‘Yes. I’ve got some compensation through. Not heaps but enough to start me off.’
A crowd piled into the coffee bar, voices raucous, the boys teasing the girls and the girls giving lip back. Someone put the jukebox on, ‘She Loves You’ blared out. Caroline loved the song, it was a new group from Liverpool called The Beatles, but it was impossible to talk above the noise.
‘Let’s walk,’ he said.
They headed for Whitworth Park. It was a dull evening, warm and humid, midges danced in clouds beneath the trees in the park, a gang of children kicked a ball about, their squeals punctuating the murmur of the city.
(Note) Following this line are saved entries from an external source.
// SPDX-License-Identifier: Apache-2.0
// Copyright 2025 Ankit Kumar Pandey

//! Standardized metrics types for benchmark results.
//!
//! Every result is tagged with the target function it timed and the method
//! it ran under: `baseline` (no probes) or one of the probe strategies.

use chrono::{DateTime, Utc};
use hookbench_core::Strategy;
use serde::{Deserialize, Serialize};
use std::collections::HashMap;
use sysinfo::System;
use uuid::Uuid;

/// How a target was run while being timed.
#[derive(Debug, Clone, Copy, PartialEq, Eq, Hash, Serialize, Deserialize)]
#[serde(into = "String", try_from = "String")]
pub enum Method {
    /// Direct calls, nothing attached
    Baseline,
    /// Calls routed through an installed probe harness
    Probed(Strategy),
}

impl Method {
    /// Baseline followed by every strategy.
    pub fn all() -> Vec<Method> {
        std::iter::once(Method::Baseline)
            .chain(Strategy::ALL.into_iter().map(Method::Probed))
            .collect()
    }

    /// Position in report listings, baseline first.
    pub fn rank(&self) -> usize {
        match self {
            Method::Baseline => 0,
            Method::Probed(strategy) => {
                1 + Strategy::ALL
                    .iter()
                    .position(|s| s == strategy)
                    .unwrap_or(Strategy::ALL.len())
            }
        }
    }

    pub fn strategy(&self) -> Option<Strategy> {
        match self {
            Method::Baseline => None,
            Method::Probed(strategy) => Some(*strategy),
        }
    }
}

impl std::fmt::Display for Method {
    fn fmt(&self, f: &mut std::fmt::Formatter<'_>) -> std::fmt::Result {
        match self {
            Method::Baseline => write!(f, "baseline"),
            Method::Probed(strategy) => write!(f, "{}", strategy),
        }
    }
}

impl std::str::FromStr for Method {
    type Err = String;

    fn from_str(s: &str) -> Result<Self, Self::Err> {
        if s.eq_ignore_ascii_case("baseline") {
            return Ok(Method::Baseline);
        }
        s.parse::<Strategy>()
            .map(Method::Probed)
            .map_err(|e| e.to_string())
    }
}

impl From<Method> for String {
    fn from(method: Method) -> Self {
        method.to_string()
    }
}

impl TryFrom<String> for Method {
    type Error = String;

    fn try_from(value: String) -> Result<Self, Self::Error> {
        value.parse()
    }
}

/// Latency metrics with statistical analysis.
///
/// Follows research-level benchmarking methodology with percentile distributions.
#[derive(Debug, Clone, Serialize, Deserialize)]
pub struct LatencyMetrics {
    /// Minimum observed latency in nanoseconds
    pub min_ns: u64,
    /// Maximum observed latency in nanoseconds
    pub max_ns: u64,
    /// Arithmetic mean latency in nanoseconds
    pub mean_ns: f64,
    /// Median (p50) latency in nanoseconds
    pub median_ns: u64,
    /// 95th percentile latency in nanoseconds
    pub p95_ns: u64,
    /// 99th percentile latency in nanoseconds
    pub p99_ns: u64,
    /// Standard deviation in nanoseconds
    pub std_dev_ns: f64,
    /// Raw sample data for visualization (optional, may be truncated)
    #[serde(skip_serializing_if = "Option::is_none")]
    pub samples: Option<Vec<u64>>,
}

impl LatencyMetrics {
    /// Calculate metrics from a vector of latency samples (in nanoseconds).
    pub fn from_samples(mut samples: Vec<u64>, keep_raw: bool) -> Self {
        if samples.is_empty() {
            return Self {
                min_ns: 0,
                max_ns: 0,
                mean_ns: 0.0,
                median_ns: 0,
                p95_ns: 0,
                p99_ns: 0,
                std_dev_ns: 0.0,
                samples: None,
            };
        }

        samples.sort_unstable();
        let len = samples.len();

        let min_ns = samples[0];
        let max_ns = samples[len - 1];
        let sum: u64 = samples.iter().sum();
        let mean_ns = sum as f64 / len as f64;
        let median_ns = samples[len / 2];
        let p95_ns = samples[(len as f64 * 0.95) as usize];
        let p99_ns = samples[(len as f64 * 0.99) as usize];

        // Population standard deviation
        let variance: f64 = samples
            .iter()
            .map(|&x| {
                let diff = x as f64 - mean_ns;
                diff * diff
            })
            .sum::<f64>()
            / len as f64;
        let std_dev_ns = variance.sqrt();

        // Optionally keep raw samples (truncate if too large for visualization)
        let raw_samples = if keep_raw {
            if len > 10000 {
                // Downsample for storage efficiency
                Some(samples.iter().step_by(len / 1000).copied().collect())
            } else {
                Some(samples)
            }
        } else {
            None
        };

        Self {
            min_ns,
            max_ns,
            mean_ns,
            median_ns,
            p95_ns,
            p99_ns,
            std_dev_ns,
            samples: raw_samples,
        }
    }

    pub fn mean_ms(&self) -> f64 {
        self.mean_ns / 1_000_000.0
    }

    pub fn std_dev_ms(&self) -> f64 {
        self.std_dev_ns / 1_000_000.0
    }

    /// Format latency in human-readable form (auto-selects ns/μs/ms).
    pub fn format_latency(ns: u64) -> String {
        if ns < 1_000 {
            format!("{}ns", ns)
        } else if ns < 1_000_000 {
            format!("{:.2}μs", ns as f64 / 1_000.0)
        } else if ns < 1_000_000_000 {
            format!("{:.2}ms", ns as f64 / 1_000_000.0)
        } else {
            format!("{:.2}s", ns as f64 / 1_000_000_000.0)
        }
    }
}

/// System information captured at benchmark time.
#[derive(Debug, Clone, Serialize, Deserialize)]
pub struct SystemInfo {
    /// Operating system name
    pub os: String,
    /// OS version
    pub os_version: String,
    /// Kernel version (Linux)
    pub kernel_version: Option<String>,
    /// CPU model name
    pub cpu_model: String,
    /// Number of CPU cores
    pub cpu_cores: usize,
    /// Total system memory in bytes
    pub memory_bytes: u64,
    /// Hostname
    pub hostname: String,
}

impl SystemInfo {
    /// Collect current system information.
    pub fn collect() -> Self {
        let mut sys = System::new_all();
        sys.refresh_all();

        Self {
            os: System::name().unwrap_or_else(|| "Unknown".to_string()),
            os_version: System::os_version().unwrap_or_else(|| "Unknown".to_string()),
            kernel_version: System::kernel_version(),
            cpu_model: sys
                .cpus()
                .first()
                .map(|cpu| cpu.brand().to_string())
                .unwrap_or_else(|| "Unknown".to_string()),
            cpu_cores: sys.cpus().len(),
            memory_bytes: sys.total_memory(),
            hostname: System::host_name().unwrap_or_else(|| "Unknown".to_string()),
        }
    }
}

/// Timing of one target function under one method.
///
/// Each sample is the wall time of `calls_per_sample` back-to-back calls.
#[derive(Debug, Clone, Serialize, Deserialize)]
pub struct BenchmarkResult {
    /// Target function name
    pub function: String,
    /// Method the function ran under
    pub method: Method,
    /// Latency metrics over the samples
    pub latency: LatencyMetrics,
    /// Calls timed together as one sample
    pub calls_per_sample: u64,
    /// Number of samples
    pub iterations: u64,
    /// Additional metadata specific to this benchmark
    #[serde(default, skip_serializing_if = "HashMap::is_empty")]
    pub metadata: HashMap<String, serde_json::Value>,
}

impl BenchmarkResult {
    /// Create a result from batch samples (in nanoseconds).
    pub fn new(
        function: impl Into<String>,
        method: Method,
        samples: Vec<u64>,
        calls_per_sample: u64,
        keep_raw_samples: bool,
    ) -> Self {
        let iterations = samples.len() as u64;
        Self {
            function: function.into(),
            method,
            latency: LatencyMetrics::from_samples(samples, keep_raw_samples),
            calls_per_sample,
            iterations,
            metadata: HashMap::new(),
        }
    }

    /// Mean cost of a single call in nanoseconds.
    pub fn per_call_ns(&self) -> f64 {
        if self.calls_per_sample == 0 {
            return 0.0;
        }
        self.latency.mean_ns / self.calls_per_sample as f64
    }

    /// Add metadata to the result. Values that fail to serialize are skipped.
    pub fn with_metadata(mut self, key: impl Into<String>, value: impl Serialize) -> Self {
        if let Ok(value) = serde_json::to_value(value) {
            self.metadata.insert(key.into(), value);
        }
        self
    }
}

/// Complete benchmark suite report.
#[derive(Debug, Clone, Serialize, Deserialize)]
pub struct BenchmarkReport {
    /// Suite identifier
    pub benchmark_suite: String,
    /// Framework version
    pub version: String,
    /// Identifies one invocation across split report files
    pub run_id: Uuid,
    /// Timestamp when benchmarks were run
    pub timestamp: DateTime<Utc>,
    /// System information
    pub system_info: SystemInfo,
    /// Individual benchmark results
    pub results: Vec<BenchmarkResult>,
}

impl BenchmarkReport {
    /// Create a new benchmark report.
    pub fn new() -> Self {
        Self {
            benchmark_suite: "hookbench".to_string(),
            version: env!("CARGO_PKG_VERSION").to_string(),
            run_id: Uuid::new_v4(),
            timestamp: Utc::now(),
            system_info: SystemInfo::collect(),
            results: Vec::new(),
        }
    }

    /// Add a result to the report.
    pub fn add_result(&mut self, result: BenchmarkResult) {
        self.results.push(result);
    }

    /// Distinct function names, in first-seen order.
    pub fn functions(&self) -> Vec<&str> {
        let mut seen = Vec::new();
        for result in &self.results {
            if !seen.contains(&result.function.as_str()) {
                seen.push(result.function.as_str());
            }
        }
        seen
    }
}

impl Default for BenchmarkReport {
    fn default() -> Self {
        Self::new()
    }
}

#[cfg(test)]
mod tests {
    use super::*;

    #[test]
    fn test_latency_metrics_from_samples() {
        let samples = vec![100, 200, 300, 400, 500, 600, 700, 800, 900, 1000];
        let metrics = LatencyMetrics::from_samples(samples, false);

        assert_eq!(metrics.min_ns, 100);
        assert_eq!(metrics.max_ns, 1000);
        assert_eq!(metrics.median_ns, 600);
        assert!((metrics.mean_ns - 550.0).abs() < 0.01);
        assert!(metrics.samples.is_none());
    }

    #[test]
    fn test_latency_metrics_std_dev() {
        let metrics = LatencyMetrics::from_samples(vec![2, 4, 4, 4, 5, 5, 7, 9], false);
        assert!((metrics.mean_ns - 5.0).abs() < 1e-9);
        assert!((metrics.std_dev_ns - 2.0).abs() < 1e-9);
    }

    #[test]
    fn test_latency_format() {
        assert_eq!(LatencyMetrics::format_latency(500), "500ns");
        assert_eq!(LatencyMetrics::format_latency(1500), "1.50μs");
        assert_eq!(LatencyMetrics::format_latency(1_500_000), "1.50ms");
        assert_eq!(LatencyMetrics::format_latency(1_500_000_000), "1.50s");
    }

    #[test]
    fn test_method_round_trip_names() {
        assert_eq!("baseline".parse::<Method>(), Ok(Method::Baseline));
        assert_eq!(
            "complex_native".parse::<Method>(),
            Ok(Method::Probed(Strategy::ComplexNative))
        );
        assert!("frida".parse::<Method>().is_err());
        assert_eq!(Method::Probed(Strategy::OnEnter).to_string(), "onenter");
    }

    #[test]
    fn test_method_ordering() {
        let methods = Method::all();
        assert_eq!(methods[0], Method::Baseline);
        assert_eq!(methods.len(), Strategy::ALL.len() + 1);
        for (i, method) in methods.iter().enumerate() {
            assert_eq!(method.rank(), i);
        }
    }

    #[test]
    fn test_system_info_collect() {
        let info = SystemInfo::collect();
        assert!(!info.os.is_empty());
        assert!(info.cpu_cores > 0);
        assert!(info.memory_bytes > 0);
    }

    #[test]
    fn test_benchmark_result_serialization() {
        let result = BenchmarkResult::new(
            "compute_sum",
            Method::Probed(Strategy::Both),
            vec![100, 200, 300],
            10,
            false,
        )
        .with_metadata("rewrites", 30);

        assert!((result.per_call_ns() - 20.0).abs() < 1e-9);

        let json = serde_json::to_string_pretty(&result).unwrap();
        assert!(json.contains("compute_sum"));
        assert!(json.contains("\"method\": \"both\""));
        assert!(json.contains("rewrites"));
    }

    #[test]
    fn test_report_functions_in_order() {
        let mut report = BenchmarkReport::new();
        for function in ["factorial", "compute_sum", "factorial"] {
            report.add_result(BenchmarkResult::new(
                function,
                Method::Baseline,
                vec![1],
                1,
                false,
            ));
        }
        assert_eq!(report.functions(), vec!["factorial", "compute_sum"]);
    }
}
They stopped to sit on a bench. Paul propped his stick against the end. ‘Caroline, there’s something I want to say.’ He spoke quickly, tripping over the words. ‘I don’t know what your feelings are for me but I meant what I said. I have really missed you.’
‘Paul . . .’ She felt her mouth get dry, her hands shook a little.
‘Please, listen. The business idea. You talked about gardening. Well, I’ve been thinking, it could be a nursery. I’ve enough to buy some land and I could run the financial side, the paperwork. You’d be in charge of all the rest.’
‘You want to go into business with me?’ She was confused.
There was a pause.
‘I want to marry you.’
‘No!’ she exclaimed.
‘Caroline.’
‘No, I can’t.’
‘Don’t you care for me?’
‘I can’t marry you,’ she repeated. You don’t know about me. You don’t know what happened. It wouldn’t be fair.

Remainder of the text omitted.